Que faire des jeunes qui étaient prévus pour les Joj de 2022 ?
Ces jeunes, comme je vous l’ai dit, n’avaient aucune chance d’avoir des médailles olympiques. Ce qu’il faut, c’est de les former, les perfectionner pour qu’ils puissent participer aux Jeux Olympiques de 2024 à Paris. Il faut continuer à travailler avec eux, en leur donnant les moyens de se confronter avec les meilleurs au niveau mondial. Il ne faut pas oublier que 2022 devait être un test pour 2024. Encore une fois, un athlète de haut niveau, c’est un athlète à qui on donne des moyens. Il faut faire en sorte qu’il y ait un statut du sportif de haut niveau pour qu’on puisse se donner les moyens de les aider à s’améliorer.

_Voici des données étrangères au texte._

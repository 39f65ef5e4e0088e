//! Fixed-rate state broadcasting
//!
//! Clients update the registry whenever they like; only this loop decides when
//! state goes back out. Each tick takes one snapshot, serializes it once, and
//! hands the same frame to every joined session.

use crate::registry::Registry;
use crate::session::SessionTable;
use log::{debug, error};
use shared::ServerMessage;
use std::sync::Arc;
use std::time::Duration;
use tokio::time::{interval, Interval, MissedTickBehavior};

pub struct BroadcastLoop {
    interval: Interval,
    ticks: u64,
}

impl BroadcastLoop {
    pub fn new(period: Duration) -> Self {
        let mut interval = interval(period);
        interval.set_missed_tick_behavior(MissedTickBehavior::Skip);
        Self { interval, ticks: 0 }
    }

    /// Waits for the next broadcast deadline
    pub async fn tick(&mut self) {
        self.interval.tick().await;
    }

    /// Broadcasts one snapshot; returns how many sessions it was queued for
    pub fn run_tick(&mut self, registry: &Registry, sessions: &SessionTable) -> usize {
        self.ticks += 1;
        let delivered = broadcast_state(registry, sessions);

        // Periodic activity log
        if delivered > 0 && self.ticks % 200 == 0 {
            debug!(
                "Broadcast tick {}: {} recipients, {} records",
                self.ticks,
                delivered,
                registry.len()
            );
        }

        delivered
    }

    pub fn ticks(&self) -> u64 {
        self.ticks
    }
}

/// Sends one shared `state` frame to every joined session
///
/// Skips all work when nobody is joined.
pub fn broadcast_state(registry: &Registry, sessions: &SessionTable) -> usize {
    let recipients = sessions.joined_ids();
    if recipients.is_empty() {
        return 0;
    }

    let message = ServerMessage::State {
        players: registry.snapshot_all(),
    };
    let frame: Arc<str> = match message.to_json() {
        Ok(json) => json.into(),
        Err(e) => {
            error!("Failed to serialize state snapshot: {}", e);
            return 0;
        }
    };

    recipients
        .iter()
        .filter(|id| sessions.send_text_to(id, Arc::clone(&frame)))
        .count()
}

#[cfg(test)]
mod tests {
    use super::*;
    use crate::session::{outbound_channel, OutboundFrame, OUTBOUND_CAPACITY};
    use shared::{ClientMessage, MovementState, Vec3, MAX_PLAYERS};
    use tokio::sync::mpsc;

    type Conn = (String, mpsc::Receiver<OutboundFrame>);

    fn connect(table: &mut SessionTable) -> Conn {
        let (tx, rx) = outbound_channel();
        (table.open(tx), rx)
    }

    fn join(table: &mut SessionTable, registry: &mut Registry, name: &str) -> Conn {
        let (id, rx) = connect(table);
        table.handle_message(
            registry,
            &id,
            ClientMessage::Join {
                name: name.to_string(),
            },
        );
        (id, rx)
    }

    fn drain(rx: &mut mpsc::Receiver<OutboundFrame>) -> Vec<OutboundFrame> {
        let mut frames = Vec::new();
        while let Ok(frame) = rx.try_recv() {
            frames.push(frame);
        }
        frames
    }

    #[test]
    fn test_no_joined_sessions_means_no_broadcast() {
        let mut table = SessionTable::new();
        let registry = Registry::new(MAX_PLAYERS);
        let (_, mut lurker_rx) = connect(&mut table);

        assert_eq!(broadcast_state(&registry, &table), 0);
        assert!(drain(&mut lurker_rx).is_empty());
    }

    #[test]
    fn test_one_identical_frame_per_joined_session() {
        let mut table = SessionTable::new();
        let mut registry = Registry::new(MAX_PLAYERS);
        let (alice, mut alice_rx) = join(&mut table, &mut registry, "Alice");
        let (_, mut bob_rx) = join(&mut table, &mut registry, "Bob");
        let (_, mut lurker_rx) = connect(&mut table);
        drain(&mut alice_rx);
        drain(&mut bob_rx);

        registry.update_transform(&alice, Vec3::new(1.0, 0.0, 2.0), 0.0, MovementState::Walking);
        assert_eq!(broadcast_state(&registry, &table), 2);

        let alice_frames = drain(&mut alice_rx);
        let bob_frames = drain(&mut bob_rx);
        assert_eq!(alice_frames.len(), 1);
        assert_eq!(bob_frames.len(), 1);
        assert!(drain(&mut lurker_rx).is_empty());

        match (&alice_frames[0], &bob_frames[0]) {
            (OutboundFrame::Text(a), OutboundFrame::Text(b)) => {
                assert!(Arc::ptr_eq(a, b), "snapshot must be shared, not rebuilt");
                match ServerMessage::from_json(a).unwrap() {
                    ServerMessage::State { players } => {
                        assert_eq!(players.len(), 2);
                        let entry = players.iter().find(|p| p.id == alice).unwrap();
                        assert_eq!(entry.position(), Vec3::new(1.0, 0.0, 2.0));
                        assert_eq!(entry.state, MovementState::Walking);
                    }
                    other => panic!("Expected state message, got {:?}", other),
                }
            }
            other => panic!("Expected text frames, got {:?}", other),
        }
    }

    #[test]
    fn test_departed_player_absent_from_next_tick() {
        let mut table = SessionTable::new();
        let mut registry = Registry::new(MAX_PLAYERS);
        let (alice, _alice_rx) = join(&mut table, &mut registry, "Alice");
        let (_, mut bob_rx) = join(&mut table, &mut registry, "Bob");

        registry.update_swing(&alice, true, Some(Vec3::new(5.0, 10.0, 5.0)));
        table.close(&mut registry, &alice);
        drain(&mut bob_rx);

        assert_eq!(broadcast_state(&registry, &table), 1);
        match drain(&mut bob_rx).as_slice() {
            [OutboundFrame::Text(text)] => match ServerMessage::from_json(text).unwrap() {
                ServerMessage::State { players } => {
                    assert_eq!(players.len(), 1);
                    assert!(players.iter().all(|p| p.id != alice));
                }
                other => panic!("Expected state message, got {:?}", other),
            },
            other => panic!("Expected one frame, got {:?}", other),
        }
    }

    #[tokio::test]
    async fn test_loop_counts_ticks() {
        let table = SessionTable::new();
        let registry = Registry::new(MAX_PLAYERS);
        let mut broadcast = BroadcastLoop::new(Duration::from_millis(5));

        broadcast.tick().await;
        assert_eq!(broadcast.run_tick(&registry, &table), 0);
        broadcast.tick().await;
        assert_eq!(broadcast.run_tick(&registry, &table), 0);
        assert_eq!(broadcast.ticks(), 2);
    }

    #[test]
    fn test_stalled_reader_does_not_hold_back_others() {
        let mut table = SessionTable::new();
        let mut registry = Registry::new(MAX_PLAYERS);
        let (_, mut stalled_rx) = join(&mut table, &mut registry, "Stalled");
        let (_, mut reader_rx) = join(&mut table, &mut registry, "Reader");
        drain(&mut stalled_rx);
        drain(&mut reader_rx);

        for _ in 0..OUTBOUND_CAPACITY {
            assert_eq!(broadcast_state(&registry, &table), 2);
            assert_eq!(drain(&mut reader_rx).len(), 1);
        }

        // The stalled queue is at capacity; its frames are dropped, not buffered
        assert_eq!(broadcast_state(&registry, &table), 1);
        assert_eq!(drain(&mut reader_rx).len(), 1);
        assert_eq!(drain(&mut stalled_rx).len(), OUTBOUND_CAPACITY);
    }
}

Parlons de vous. Comment se passe votre retraite après plus de 40 ans au service de votre pays ?
Je profite de la retraite pour vraiment me reposer, me refaire une santé, m’occuper de ma famille, de mes amis et de mes parents. Ce que le travail ne m’avait pas permis. Alhamdoulilah, je profite un peu de la vie.

Le travail ne vous manque pas ?
Non ! J’ai tellement travaillé que je dois me reposer. Tous mes collaborateurs vous le diront, j’étais au bureau à 7h 30 et je quittais à 21h. Vraiment, je suis usé. Je profite de l’occasion pour remercier le ministre Matar Ba. Il m’a vraiment montré que ce n’est pas seulement le travail qui nous liait. Il ne reste pas une semaine sans qu’il prenne de mes nouvelles. Vraiment, on est devenus des frères.

Peut-on s’attendre à vous voir un jour occuper de nouvelles responsabilités ?
C’est à écarter. Je n’ai aucune ambition pour avoir un travail avec des horaires fixes. J’ai été consultant et c’est un travail très prenant qui demande énormément de réflexion, de recherche et je ne suis plus en âge de le faire. Mais c’est vrai qu’on ne dit jamais jamais…

Alors c’est quoi vos hobbies ?
Faire du sport, aller à Touba auprès de mon marabout, suivre les matchs et les émissions sportives à la télé (rire).